Mara Belverde é a condessa de Lioscair e presidente da Mesa das Comunidades. Halfling conhecida por sua memória de acordos, humor paciente e resistência a cerimônias vazias, governa mais por coalizão que por decreto.

Mara é pessoalmente leal a Mertens VIII Niallach-Aurenaigh. Justamente por confiar nele, insiste em limitar poderes que poderiam ser herdados por um rei menos digno.


Informações gerais

CampoInformação
Nascimento873 E.A., em Belmora
Idade74 anos
PovoHalfling
TítuloCondessa de Lioscair
CasaCasa Belverde
Início do governo931 E.A.
ResidênciaCasa Belverde, em Belmora

Trajetória

Antes de governar, Mara administrou celeiros, mediou heranças e representou bairros na Mesa. Tornou-se herdeira depois que o ramo principal da casa ficou sem sucessor aceito pelas comunidades. Sua confirmação demonstrou que tradição condal e consentimento local precisam coexistir.

Governo

Mara ampliou reservas distribuídas, proteção a hóspedes e participação de cooperativas nos impostos. Suas reformas são lentas porque exigem aprovação, mas difíceis de desfazer pelo mesmo motivo.

Durante crises, visita bairros antes de reunir a Mesa. Adversários dizem que constrói apoio antes do debate; ela responde que governar sem ouvir consequências não é neutralidade.

Relação com Mertens

Mara gosta do jovem rei e o trata com uma franqueza que poucos nobres arriscam.
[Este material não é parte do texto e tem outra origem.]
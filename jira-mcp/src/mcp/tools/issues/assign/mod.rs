//! Issue assignment tool for MCP operations

use crate::mcp::responses::message_response;
use crate::mcp::shared_utils::McpErrorHandler;
use crate::mcp::tool_registry::{BaseToolImpl, McpTool, ToolContext};
use crate::mcp::types::AssignIssueRequest;
use async_trait::async_trait;
use rmcp::model::CallToolResult;
use rmcp::Error as McpError;

/// Tool for setting an issue's assignee
#[derive(Default)]
pub struct AssignIssueTool;

impl AssignIssueTool {
    /// Creates a new instance of the AssignIssueTool
    pub fn new() -> Self {
        Self
    }
}

#[async_trait]
impl McpTool for AssignIssueTool {
    fn name(&self) -> &'static str {
        "assign_issue"
    }

    fn title(&self) -> &'static str {
        "Assign Issue"
    }

    fn description(&self) -> &'static str {
        "Set an issue's assignee by account id"
    }

    fn read_only(&self) -> bool {
        false
    }

    fn schema(&self) -> serde_json::Value {
        serde_json::json!({
            "type": "object",
            "properties": {
                "key": {
                    "type": "string",
                    "description": "Issue key"
                },
                "assignee": {
                    "type": "string",
                    "description": "Account id of the new assignee"
                }
            },
            "required": ["key", "assignee"]
        })
    }

    async fn execute(
        &self,
        arguments: serde_json::Map<String, serde_json::Value>,
        context: &ToolContext,
    ) -> std::result::Result<CallToolResult, McpError> {
        let request: AssignIssueRequest = BaseToolImpl::parse_arguments(arguments)?;
        match context
            .client
            .assign_issue(&request.key, &request.assignee)
            .await
        {
            Ok(_) => Ok(message_response(format!(
                "Assigned {} to {}",
                request.key, request.assignee
            ))),
            Err(e) => Err(McpErrorHandler::handle_error(e, "assign_issue")),
        }
    }
}
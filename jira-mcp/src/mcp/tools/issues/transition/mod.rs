//! Workflow transition execution tool for MCP operations

use crate::mcp::responses::message_response;
use crate::mcp::shared_utils::McpErrorHandler;
use crate::mcp::tool_registry::{BaseToolImpl, McpTool, ToolContext};
use crate::mcp::types::TransitionIssueRequest;
use async_trait::async_trait;
use rmcp::model::CallToolResult;
use rmcp::Error as McpError;

/// Tool for executing one workflow transition on an issue
#[derive(Default)]
pub struct TransitionIssueTool;

impl TransitionIssueTool {
    /// Creates a new instance of the TransitionIssueTool
    pub fn new() -> Self {
        Self
    }
}

#[async_trait]
impl McpTool for TransitionIssueTool {
    fn name(&self) -> &'static str {
        "transition_issue"
    }

    fn title(&self) -> &'static str {
        "Transition Issue"
    }

    fn description(&self) -> &'static str {
        "Move an issue through the workflow by executing a transition id from \
         get_issue_transitions"
    }

    fn read_only(&self) -> bool {
        false
    }

    fn schema(&self) -> serde_json::Value {
        serde_json::json!({
            "type": "object",
            "properties": {
                "key": {
                    "type": "string",
                    "description": "Issue key"
                },
                "transition": {
                    "type": "string",
                    "description": "Transition id to execute"
                }
            },
            "required": ["key", "transition"]
        })
    }

    async fn execute(
        &self,
        arguments: serde_json::Map<String, serde_json::Value>,
        context: &ToolContext,
    ) -> std::result::Result<CallToolResult, McpError> {
        let request: TransitionIssueRequest = BaseToolImpl::parse_arguments(arguments)?;

        tracing::debug!("Transitioning {} via {}", request.key, request.transition);

        match context
            .client
            .transition_issue(&request.key, &request.transition)
            .await
        {
            Ok(_) => Ok(message_response(format!(
                "Executed transition {} on {}",
                request.transition, request.key
            ))),
            Err(e) => Err(McpErrorHandler::handle_error(e, "transition_issue")),
        }
    }
}
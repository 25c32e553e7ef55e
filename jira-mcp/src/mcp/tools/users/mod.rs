//! Account and group tools

pub mod add_to_group;
pub mod get;
pub mod groups;
pub mod search;

use crate::error::Result;
use crate::mcp::tool_registry::ToolRegistry;

/// Register all account-related tools with the registry
pub fn register_user_tools(registry: &mut ToolRegistry) -> Result<()> {
    registry.register(get::GetUserTool::new())?;
    registry.register(search::SearchUsersTool::new())?;
    registry.register(groups::GetGroupsTool::new())?;
    registry.register(add_to_group::AddUserToGroupTool::new())?;
    Ok(())
}
//! Sprint population tool for MCP operations

use crate::mcp::responses::message_response;
use crate::mcp::shared_utils::McpErrorHandler;
use crate::mcp::tool_registry::{BaseToolImpl, McpTool, ToolContext};
use crate::mcp::types::AddIssuesToSprintRequest;
use async_trait::async_trait;
use rmcp::model::CallToolResult;
use rmcp::Error as McpError;

/// Tool for moving issues into a sprint
#[derive(Default)]
pub struct AddIssuesToSprintTool;

impl AddIssuesToSprintTool {
    /// Creates a new instance of the AddIssuesToSprintTool
    pub fn new() -> Self {
        Self
    }
}

#[async_trait]
impl McpTool for AddIssuesToSprintTool {
    fn name(&self) -> &'static str {
        "add_issues_to_sprint"
    }

    fn title(&self) -> &'static str {
        "Add Issues To Sprint"
    }

    fn description(&self) -> &'static str {
        "Move issues into a sprint by key"
    }

    fn read_only(&self) -> bool {
        false
    }

    fn schema(&self) -> serde_json::Value {
        serde_json::json!({
            "type": "object",
            "properties": {
                "sprint_id": {
                    "type": "integer",
                    "description": "Sprint id"
                },
                "issues": {
                    "type": "array",
                    "items": { "type": "string" },
                    "description": "Issue keys to move"
                }
            },
            "required": ["sprint_id", "issues"]
        })
    }

    async fn execute(
        &self,
        arguments: serde_json::Map<String, serde_json::Value>,
        context: &ToolContext,
    ) -> std::result::Result<CallToolResult, McpError> {
        let request: AddIssuesToSprintRequest = BaseToolImpl::parse_arguments(arguments)?;

        if request.issues.is_empty() {
            return Err(McpError::invalid_params(
                "issues must not be empty".to_string(),
                None,
            ));
        }

        match context
            .client
            .add_issues_to_sprint(request.sprint_id, &request.issues)
            .await
        {
            Ok(_) => Ok(message_response(format!(
                "Moved {} issue(s) into sprint {}",
                request.issues.len(),
                request.sprint_id
            ))),
            Err(e) => Err(McpErrorHandler::handle_error(e, "add_issues_to_sprint")),
        }
    }
}
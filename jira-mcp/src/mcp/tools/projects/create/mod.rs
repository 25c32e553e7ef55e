//! Project creation tool for MCP operations

use crate::mcp::responses::json_response;
use crate::mcp::shared_utils::McpErrorHandler;
use crate::mcp::tool_registry::{BaseToolImpl, McpTool, ToolContext};
use crate::mcp::types::CreateProjectRequest;
use async_trait::async_trait;
use rmcp::model::CallToolResult;
use rmcp::Error as McpError;
use serde_json::{json, Value};

/// Tool for creating a project
#[derive(Default)]
pub struct CreateProjectTool;

impl CreateProjectTool {
    /// Creates a new instance of the CreateProjectTool
    pub fn new() -> Self {
        Self
    }
}

#[async_trait]
impl McpTool for CreateProjectTool {
    fn name(&self) -> &'static str {
        "create_project"
    }

    fn title(&self) -> &'static str {
        "Create Project"
    }

    fn description(&self) -> &'static str {
        "Create a project from key, name, type, and an optional lead and template"
    }

    fn read_only(&self) -> bool {
        false
    }

    fn schema(&self) -> serde_json::Value {
        serde_json::json!({
            "type": "object",
            "properties": {
                "key": {
                    "type": "string",
                    "description": "Project key, e.g. PROJ"
                },
                "name": {
                    "type": "string",
                    "description": "Display name"
                },
                "project_type": {
                    "type": "string",
                    "description": "Project type key (default software)"
                },
                "lead": {
                    "type": "string",
                    "description": "Account id of the project lead"
                },
                "template": {
                    "type": "string",
                    "description": "Project template key"
                }
            },
            "required": ["key", "name"]
        })
    }

    async fn execute(
        &self,
        arguments: serde_json::Map<String, serde_json::Value>,
        context: &ToolContext,
    ) -> std::result::Result<CallToolResult, McpError> {
        let request: CreateProjectRequest = BaseToolImpl::parse_arguments(arguments)?;

        let mut body = json!({
            "key": request.key,
            "name": request.name,
            "projectTypeKey": request.project_type,
        });
        if let Some(lead) = request.lead {
            body["leadAccountId"] = Value::String(lead);
        }
        if let Some(template) = request.template {
            body["projectTemplateKey"] = Value::String(template);
        }

        match context.client.create_project(body).await {
            Ok(project) => Ok(json_response(&project)),
            Err(e) => Err(McpErrorHandler::handle_error(e, "create_project")),
        }
    }
}
//! Shared utilities for MCP operations
//!
//! Common error mapping and request validation used across tool handlers
//! to keep failure reporting consistent.

use crate::error::JiraError;
use rmcp::Error as McpError;

/// Common error handling patterns for MCP operations
pub struct McpErrorHandler;

impl McpErrorHandler {
    /// Convert a remote-call or internal error to the appropriate MCP error.
    ///
    /// User-addressable failures (bad credentials, missing entities,
    /// insufficient permission) map to request/param errors; everything
    /// else is an internal error. The message always carries the error
    /// kind so callers can distinguish the cases.
    pub fn handle_error(error: JiraError, operation: &str) -> McpError {
        tracing::error!("MCP operation '{}' failed: {}", operation, error);

        match error {
            JiraError::NotFound(_) => McpError::invalid_params(error.to_string(), None),
            JiraError::Unauthorized(_) | JiraError::PermissionDenied(_) => {
                McpError::invalid_request(error.to_string(), None)
            }
            JiraError::RateLimited(_)
            | JiraError::Api { .. }
            | JiraError::Transport(_)
            | JiraError::Json(_)
            | JiraError::Io(_)
            | JiraError::InvalidUrl { .. }
            | JiraError::DuplicateTool(_) => McpError::internal_error(error.to_string(), None),
        }
    }
}

/// Validation utilities for MCP requests
pub struct McpValidation;

impl McpValidation {
    /// Validate a string is not empty
    pub fn validate_not_empty(value: &str, field: &str) -> std::result::Result<(), McpError> {
        if value.trim().is_empty() {
            return Err(McpError::invalid_params(
                format!("{field} cannot be empty"),
                None,
            ));
        }
        Ok(())
    }
}

#[cfg(test)]
mod tests {
    use super::*;

    #[test]
    fn test_validation_not_empty() {
        assert!(McpValidation::validate_not_empty("content", "field").is_ok());
        assert!(McpValidation::validate_not_empty("", "field").is_err());
        assert!(McpValidation::validate_not_empty("   ", "field").is_err());
    }

    #[test]
    fn test_error_mapping_keeps_kind_in_message() {
        let err = McpErrorHandler::handle_error(
            JiraError::from_status(401, "expired token".into()),
            "get_myself",
        );
        assert!(err.to_string().contains("Authentication failed"));

        let err = McpErrorHandler::handle_error(
            JiraError::from_status(429, "slow down".into()),
            "search_issues",
        );
        assert!(err.to_string().contains("Rate limited"));

        let err = McpErrorHandler::handle_error(
            JiraError::from_status(404, "no issue X-9".into()),
            "get_issue",
        );
        assert!(err.to_string().contains("Not found"));
    }
}
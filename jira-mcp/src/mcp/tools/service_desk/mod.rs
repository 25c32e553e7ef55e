//! Service-desk discovery tools
//!
//! The service desk is an optional subsystem. Its absence (the remote
//! answers 404 or 501 under the service-desk root) is reported as an empty
//! result rather than an error; this is the single sanctioned place a
//! remote failure is swallowed. Any other failure still propagates.

pub mod list;
pub mod support;

use crate::error::Result;
use crate::mcp::tool_registry::ToolRegistry;

/// Register the service-desk discovery tools with the registry
pub fn register_service_desk_tools(registry: &mut ToolRegistry) -> Result<()> {
    registry.register(support::CheckServiceDeskSupportTool::new())?;
    registry.register(list::GetServiceDesksTool::new())?;
    Ok(())
}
Apoia a Paz das Estradas, desde que patrulhas sejam convidadas e julgadas pelas mesmas leis que os moradores.

Sua preocupação central é o precedente: uma concessão feita a Mertens VIII pertencerá também a Mertens IX.

Personalidade e objetivos

Mara utiliza histórias, perguntas e humor para expor contradições. Raramente levanta a voz. Quando oferece comida durante uma discussão, pode ser hospitalidade ou aviso de que a conversa será longa.

Em 947 E.A., precisa enfrentar a praga iniciada nos pomares de Rosmora, proteger os celeiros de especulação e utilizar a dependência alimentar de Caer Mertens sem transformar auxílio em chantagem. O avanço da doença sobre árvores funerárias do Lago da Lua Ausente tornou a crise também religiosa.